Выбрать главу

       Жорж-Мишель посмотрел на сводного брата с благодарностью и велел собираться в дорогу.

       Готье де Шатнуа собирался в поход, с дотошностью опытного военного проверял каждую мелочь и думал, что обязан защитить интересы кузена и благодетеля. Как и принц Релинген он не раз задавался вопросом "А почему Гент?", но в отличие от его высочества пришел к совершенно иному выводу. Шевалье де Бретей никогда ничего не делал зря и всегда был себе на уме, преследуя только ему понятные цели. Кто знает, что выкинет этот наглец вдали от его высочества, чьи интересы станет защищать и какую выгоду извлечет из доверчивости принца...

       Комендант Лоша выслушивал многочисленные наставления его высочества, с обреченной покорностью готовился принять от графини де Саше целую стопку посланий к супругу и думал, что непременно присмотрит за юным стервецом и не позволит обмануть кузена. Уроки фламандского, добрые советы, чертов Гент -- Готье полагал, что долг перед Релингенами стоит того, чтобы вытерпеть общество возомнившего о себя юнца и твердолобых кальвинистов.

ГЛАВА 21

"Я в набат начинаю бить -- во Фландрии буре быть..."*

       * Фрагмент надписи на набатном колоколе Гента.

       Книги книгами, рассказы рассказами, но к встрече с Гентом Александр оказался не готов. Большой город, не уступавший Парижу, непривычные дома, церкви, больше всего напоминавшие крепости, и дворцы на набережной, оказавшиеся домами ремесленных гильдий, ошеломляли, заставляли ощутить собственную слабость и неопытность.

       Гент был огромен, и Александру казалось, что без проводника он непременно заблудился бы в хитросплетениях улиц, каналов и мостов, потерялся бы в людских толпах и рынках. Размерами Гент не уступал Парижу, в количестве людей явно его превосходил, и при всем при том в городе было тихо, словно горожане полагали, будто шум унижает их достоинство. Гент поражал достатком, ненормальной чистотой, а также полным отсутствием на его улицах нищих.

       Впрочем, пройдя маршем по дорогам половины Фландрии, Александр уже понял, что представления фламандцев о нищете даже близко не стоят к тому, что знал о нищете он. Когда в одной из деревень проводник указал полковнику на человека, больше всего напоминавшего зажиточного туреньского крестьянина, уверяя, будто это и есть искомый нищий, о чем красноречиво свидетельствует мешок для подаяния у него за спиной, Александру пришлось собрать в кулак всю свою волю, дабы не разинуть в потрясении рот. На голове у "нищего" красовался меховой берет, в мешке трепыхалось нечто живое, по размеру напоминающее курицу, а на лице "несчастного" Александр не заметил каких-либо следов голода и лишений.

       Да и жители Гента не напоминали полковнику французских горожан. Со спокойным достоинством разглядывая марширующих по улицам солдат, здешние бюргеры вовсе не жаждали сдергивать с голов шляпы и колпаки, не кричали приветствий, не отпускали шуток, а смотрели на Александра и его людей с такой придирчивостью, что он неожиданно ощутил себя штукой полотна или конем, выставленным на продажу. Представить себе этих людей на коленях было не просто немыслимо -- кощунственно. Должно быть, они и становились на колени перед Богом, но молодой человек не мог отделать от мысли, что при виде коленопреклоненных сыновей и дочерей Гента даже сам Господь должен был испытывать неловкость.

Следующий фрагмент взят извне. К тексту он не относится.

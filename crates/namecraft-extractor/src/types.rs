//! Request and response types for list extraction and name suggestion

use namecraft_domain::line::{trim_text, BULLET, HEADER_PREFIX, HEADER_SUFFIX};
use serde::Serialize;

/// A header and the list items kept under it
#[derive(Debug, Clone, PartialEq, Eq, Serialize)]
pub struct Section {
    /// Header line as written (`**Names**:`), `None` before the first header
    pub header: Option<String>,

    /// Item text with the bullet marker removed
    pub items: Vec<String>,
}

impl Section {
    pub(crate) fn new(header: Option<String>) -> Self {
        Self {
            header,
            items: Vec::new(),
        }
    }

    /// Header text without the bold markers and trailing colon
    pub fn title(&self) -> Option<&str> {
        self.header.as_deref().map(|h| {
            let h = h.strip_prefix(HEADER_PREFIX).unwrap_or(h);
            h.strip_suffix(HEADER_SUFFIX).unwrap_or(h).trim()
        })
    }

    /// Text of a list item line without its bullet
    ///
    /// A bullet is `*` followed by whitespace or the end of the line. Lines
    /// that open with bold text (`**Name**`) have no bullet and are returned
    /// trimmed but otherwise whole.
    pub fn item_text(line: &str) -> &str {
        let trimmed = trim_text(line);
        match trimmed.strip_prefix(BULLET) {
            Some(rest) if rest.is_empty() || rest.starts_with(char::is_whitespace) => rest.trim_start(),
            _ => trimmed,
        }
    }
}

/// Request to suggest product names
#[derive(Debug, Clone)]
pub struct SuggestionRequest {
    /// Product title the names are for
    pub title: String,

    /// How many names to ask for
    pub count: Option<usize>,

    /// Keywords the names should evoke
    pub keywords: Vec<String>,
}

impl SuggestionRequest {
    /// Request with only a title
    pub fn new(title: impl Into<String>) -> Self {
        Self {
            title: title.into(),
            count: None,
            keywords: Vec::new(),
        }
    }
}

/// Result of a suggestion run
#[derive(Debug, Clone, Serialize)]
pub struct SuggestionResult {
    /// Header and list lines kept from the response, as markdown
    pub markdown: String,

    /// Suggested names, in response order
    pub names: Vec<String>,

    /// Names grouped under their headers
    pub sections: Vec<Section>,

    /// Metadata about the run
    pub metadata: SuggestionMetadata,
}

impl SuggestionResult {
    /// Whether the response contained no list content
    pub fn is_empty(&self) -> bool {
        self.markdown.is_empty()
    }
}

/// Metadata about a suggestion run
#[derive(Debug, Clone, Serialize)]
pub struct SuggestionMetadata {
    /// Normalized product title
    pub product_title: String,

    /// Timestamp when the suggestion ran (seconds since the Unix epoch)
    pub timestamp: u64,

    /// Name of the LLM model used
    pub model_name: String,

    /// Size of the raw LLM response in bytes
    pub response_length: usize,

    /// Processing time in milliseconds
    pub processing_time_ms: u64,
}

       Полковник де Бретей ехал впереди своего полка и со всей очевидностью начал понимать, что его служба в Турени была детской забавой по сравнению с тем, что ожидало его в Генте. Сейчас Александр не мог понять, о чем они с Жоржем думали и думали ли вообще. Захватывать Нидерланды?.. Штурмовать эти города?.. Александр даже спрашивал себя, не было ли у них с Жоржем жара или легкого помешательства, когда они мечтали завладеть этой страной. Один полк в городе, ничем не уступающем Парижу... Просто смешно. Александр не имел людей и сил не то, чтобы на штурм Гента, но и для обороны его стен. Даже с той сотней наемников, что пристала к нему в пути, солдат было явно недостаточно для защиты города. Александр мог лишь мысленно "благодарить" принцессу Блуасскую за милую шутку и размышлять, что теперь понимает, от кого Жорж унаследовал свой юмор. Впрочем, до матушки другу было далеко, во всяком случае, Жоржу и в голову бы не пришло почти полгода продержать его в Бар-сюр-Орнен, а потом погнать через половину Фландрии, дабы показать, какой он глупец.